#### RECORDS FOR THIS TASK:
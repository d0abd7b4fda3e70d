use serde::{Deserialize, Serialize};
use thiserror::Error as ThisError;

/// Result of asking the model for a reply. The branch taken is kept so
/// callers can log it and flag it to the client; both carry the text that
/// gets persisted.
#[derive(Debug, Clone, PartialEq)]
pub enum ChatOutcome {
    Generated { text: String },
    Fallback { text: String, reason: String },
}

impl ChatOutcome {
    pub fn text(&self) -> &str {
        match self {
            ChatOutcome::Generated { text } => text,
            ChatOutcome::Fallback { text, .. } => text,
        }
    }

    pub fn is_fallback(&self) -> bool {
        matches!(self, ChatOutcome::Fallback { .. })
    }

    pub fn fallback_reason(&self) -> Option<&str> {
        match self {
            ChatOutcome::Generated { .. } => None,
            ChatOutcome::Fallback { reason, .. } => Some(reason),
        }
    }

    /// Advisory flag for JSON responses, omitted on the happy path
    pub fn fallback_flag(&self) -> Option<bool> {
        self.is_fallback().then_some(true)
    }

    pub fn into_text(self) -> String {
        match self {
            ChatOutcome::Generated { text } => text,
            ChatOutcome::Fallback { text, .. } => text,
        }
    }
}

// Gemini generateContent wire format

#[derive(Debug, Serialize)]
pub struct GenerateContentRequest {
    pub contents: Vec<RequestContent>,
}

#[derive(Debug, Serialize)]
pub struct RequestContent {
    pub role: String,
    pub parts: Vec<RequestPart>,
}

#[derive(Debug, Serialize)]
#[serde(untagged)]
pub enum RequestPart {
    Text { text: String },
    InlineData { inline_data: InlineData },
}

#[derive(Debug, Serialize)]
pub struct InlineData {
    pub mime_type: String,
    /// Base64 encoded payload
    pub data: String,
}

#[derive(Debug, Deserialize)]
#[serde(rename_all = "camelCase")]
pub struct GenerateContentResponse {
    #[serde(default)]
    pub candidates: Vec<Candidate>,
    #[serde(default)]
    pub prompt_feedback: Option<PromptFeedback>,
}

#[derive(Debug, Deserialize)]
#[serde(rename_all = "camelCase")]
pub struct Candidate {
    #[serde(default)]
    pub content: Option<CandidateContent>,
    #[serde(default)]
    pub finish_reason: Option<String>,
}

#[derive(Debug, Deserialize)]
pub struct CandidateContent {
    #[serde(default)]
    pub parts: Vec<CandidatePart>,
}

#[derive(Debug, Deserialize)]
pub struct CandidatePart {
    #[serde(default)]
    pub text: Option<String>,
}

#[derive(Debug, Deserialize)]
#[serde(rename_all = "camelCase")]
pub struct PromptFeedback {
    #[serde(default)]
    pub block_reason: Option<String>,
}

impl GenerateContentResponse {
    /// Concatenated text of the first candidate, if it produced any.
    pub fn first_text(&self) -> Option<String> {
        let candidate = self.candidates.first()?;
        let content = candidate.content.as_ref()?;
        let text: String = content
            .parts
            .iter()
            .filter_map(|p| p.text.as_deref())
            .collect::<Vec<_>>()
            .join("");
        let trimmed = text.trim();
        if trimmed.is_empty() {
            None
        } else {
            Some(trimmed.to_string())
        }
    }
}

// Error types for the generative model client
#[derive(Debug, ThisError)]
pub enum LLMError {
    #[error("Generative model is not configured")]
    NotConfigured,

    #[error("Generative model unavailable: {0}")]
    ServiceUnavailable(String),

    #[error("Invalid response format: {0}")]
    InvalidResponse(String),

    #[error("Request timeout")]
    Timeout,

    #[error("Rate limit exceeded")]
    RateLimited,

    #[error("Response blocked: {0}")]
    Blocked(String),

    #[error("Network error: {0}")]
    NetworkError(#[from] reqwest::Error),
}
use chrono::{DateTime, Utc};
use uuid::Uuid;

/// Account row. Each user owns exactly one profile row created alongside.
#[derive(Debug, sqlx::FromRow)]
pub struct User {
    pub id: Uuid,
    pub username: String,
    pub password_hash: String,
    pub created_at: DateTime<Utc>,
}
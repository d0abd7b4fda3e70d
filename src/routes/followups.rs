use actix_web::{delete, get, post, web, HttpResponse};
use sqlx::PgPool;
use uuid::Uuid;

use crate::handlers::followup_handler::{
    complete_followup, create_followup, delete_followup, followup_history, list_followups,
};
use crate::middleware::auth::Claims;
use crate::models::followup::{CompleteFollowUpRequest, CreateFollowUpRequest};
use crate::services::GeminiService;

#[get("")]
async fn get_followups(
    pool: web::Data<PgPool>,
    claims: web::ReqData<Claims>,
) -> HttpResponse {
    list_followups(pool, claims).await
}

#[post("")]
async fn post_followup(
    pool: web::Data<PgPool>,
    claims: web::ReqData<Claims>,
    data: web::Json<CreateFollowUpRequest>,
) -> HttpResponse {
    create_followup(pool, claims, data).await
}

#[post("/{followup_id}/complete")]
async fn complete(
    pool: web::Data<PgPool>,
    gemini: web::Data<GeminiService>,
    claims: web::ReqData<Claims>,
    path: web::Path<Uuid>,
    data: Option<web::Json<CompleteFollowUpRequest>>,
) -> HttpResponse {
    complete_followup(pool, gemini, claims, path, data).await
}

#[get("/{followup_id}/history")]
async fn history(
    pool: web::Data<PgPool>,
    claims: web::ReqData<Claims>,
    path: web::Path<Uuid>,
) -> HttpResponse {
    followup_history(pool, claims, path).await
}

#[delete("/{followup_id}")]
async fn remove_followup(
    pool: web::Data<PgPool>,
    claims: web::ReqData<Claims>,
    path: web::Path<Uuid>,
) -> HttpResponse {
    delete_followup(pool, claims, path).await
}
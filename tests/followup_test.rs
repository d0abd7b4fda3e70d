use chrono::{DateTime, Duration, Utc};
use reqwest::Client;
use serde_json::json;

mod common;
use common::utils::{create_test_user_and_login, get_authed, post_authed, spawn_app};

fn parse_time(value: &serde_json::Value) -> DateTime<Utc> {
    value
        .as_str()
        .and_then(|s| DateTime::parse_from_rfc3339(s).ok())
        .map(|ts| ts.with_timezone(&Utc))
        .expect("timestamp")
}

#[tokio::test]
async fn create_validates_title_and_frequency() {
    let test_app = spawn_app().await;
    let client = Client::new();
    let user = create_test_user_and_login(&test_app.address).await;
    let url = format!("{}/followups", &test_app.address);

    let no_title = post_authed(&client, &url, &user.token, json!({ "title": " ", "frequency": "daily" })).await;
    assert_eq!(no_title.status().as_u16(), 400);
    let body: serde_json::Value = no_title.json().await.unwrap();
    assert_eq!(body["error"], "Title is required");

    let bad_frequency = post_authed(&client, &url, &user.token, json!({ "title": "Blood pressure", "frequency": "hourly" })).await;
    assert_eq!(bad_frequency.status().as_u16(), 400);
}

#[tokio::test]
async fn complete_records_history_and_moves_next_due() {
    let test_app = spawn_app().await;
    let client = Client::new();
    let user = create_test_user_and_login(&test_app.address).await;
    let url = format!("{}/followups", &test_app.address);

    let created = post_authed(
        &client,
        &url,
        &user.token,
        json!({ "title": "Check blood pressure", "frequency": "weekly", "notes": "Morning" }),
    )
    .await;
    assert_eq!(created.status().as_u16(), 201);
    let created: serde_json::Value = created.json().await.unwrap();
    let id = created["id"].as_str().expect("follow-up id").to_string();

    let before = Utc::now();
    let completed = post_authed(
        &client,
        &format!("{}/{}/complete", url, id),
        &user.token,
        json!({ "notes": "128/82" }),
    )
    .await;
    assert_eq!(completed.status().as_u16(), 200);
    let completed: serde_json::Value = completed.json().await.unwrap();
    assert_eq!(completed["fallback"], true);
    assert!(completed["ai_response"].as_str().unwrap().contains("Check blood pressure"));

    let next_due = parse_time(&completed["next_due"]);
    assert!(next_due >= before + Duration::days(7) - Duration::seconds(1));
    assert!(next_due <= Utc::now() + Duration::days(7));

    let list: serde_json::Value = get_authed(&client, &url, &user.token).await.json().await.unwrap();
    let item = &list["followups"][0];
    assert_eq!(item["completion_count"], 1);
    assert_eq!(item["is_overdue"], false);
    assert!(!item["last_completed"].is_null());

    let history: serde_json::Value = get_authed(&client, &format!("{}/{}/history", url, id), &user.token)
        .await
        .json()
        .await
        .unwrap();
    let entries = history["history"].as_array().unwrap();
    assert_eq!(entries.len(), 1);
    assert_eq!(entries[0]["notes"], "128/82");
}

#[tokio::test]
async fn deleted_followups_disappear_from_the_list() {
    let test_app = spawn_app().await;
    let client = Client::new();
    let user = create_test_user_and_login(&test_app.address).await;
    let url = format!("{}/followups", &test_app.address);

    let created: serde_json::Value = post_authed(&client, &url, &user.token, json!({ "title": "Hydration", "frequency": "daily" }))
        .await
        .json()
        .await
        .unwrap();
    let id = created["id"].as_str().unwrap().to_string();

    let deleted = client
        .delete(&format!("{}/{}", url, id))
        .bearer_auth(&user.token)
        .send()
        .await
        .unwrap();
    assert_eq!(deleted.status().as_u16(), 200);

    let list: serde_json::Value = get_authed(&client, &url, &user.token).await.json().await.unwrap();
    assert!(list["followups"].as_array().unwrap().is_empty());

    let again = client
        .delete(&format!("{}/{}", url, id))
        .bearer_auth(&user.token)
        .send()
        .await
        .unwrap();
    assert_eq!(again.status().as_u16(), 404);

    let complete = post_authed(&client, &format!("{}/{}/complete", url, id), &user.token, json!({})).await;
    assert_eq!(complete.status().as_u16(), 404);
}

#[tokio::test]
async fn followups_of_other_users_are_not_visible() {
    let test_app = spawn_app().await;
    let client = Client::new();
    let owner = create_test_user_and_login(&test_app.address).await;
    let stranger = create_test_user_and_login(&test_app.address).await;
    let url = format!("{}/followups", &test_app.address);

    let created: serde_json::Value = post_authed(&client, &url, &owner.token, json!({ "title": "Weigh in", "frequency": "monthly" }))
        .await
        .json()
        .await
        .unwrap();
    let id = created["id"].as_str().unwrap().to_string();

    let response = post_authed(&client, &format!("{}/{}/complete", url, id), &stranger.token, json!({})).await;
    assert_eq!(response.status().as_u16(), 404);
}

#### TASK REQUIREMENTS:
For every line above that includes the word "body", return the line.

#### SOLUTION BELOW:
    let body: serde_json::Value = no_title.json().await.unwrap();
    assert_eq!(body["error"], "Title is required");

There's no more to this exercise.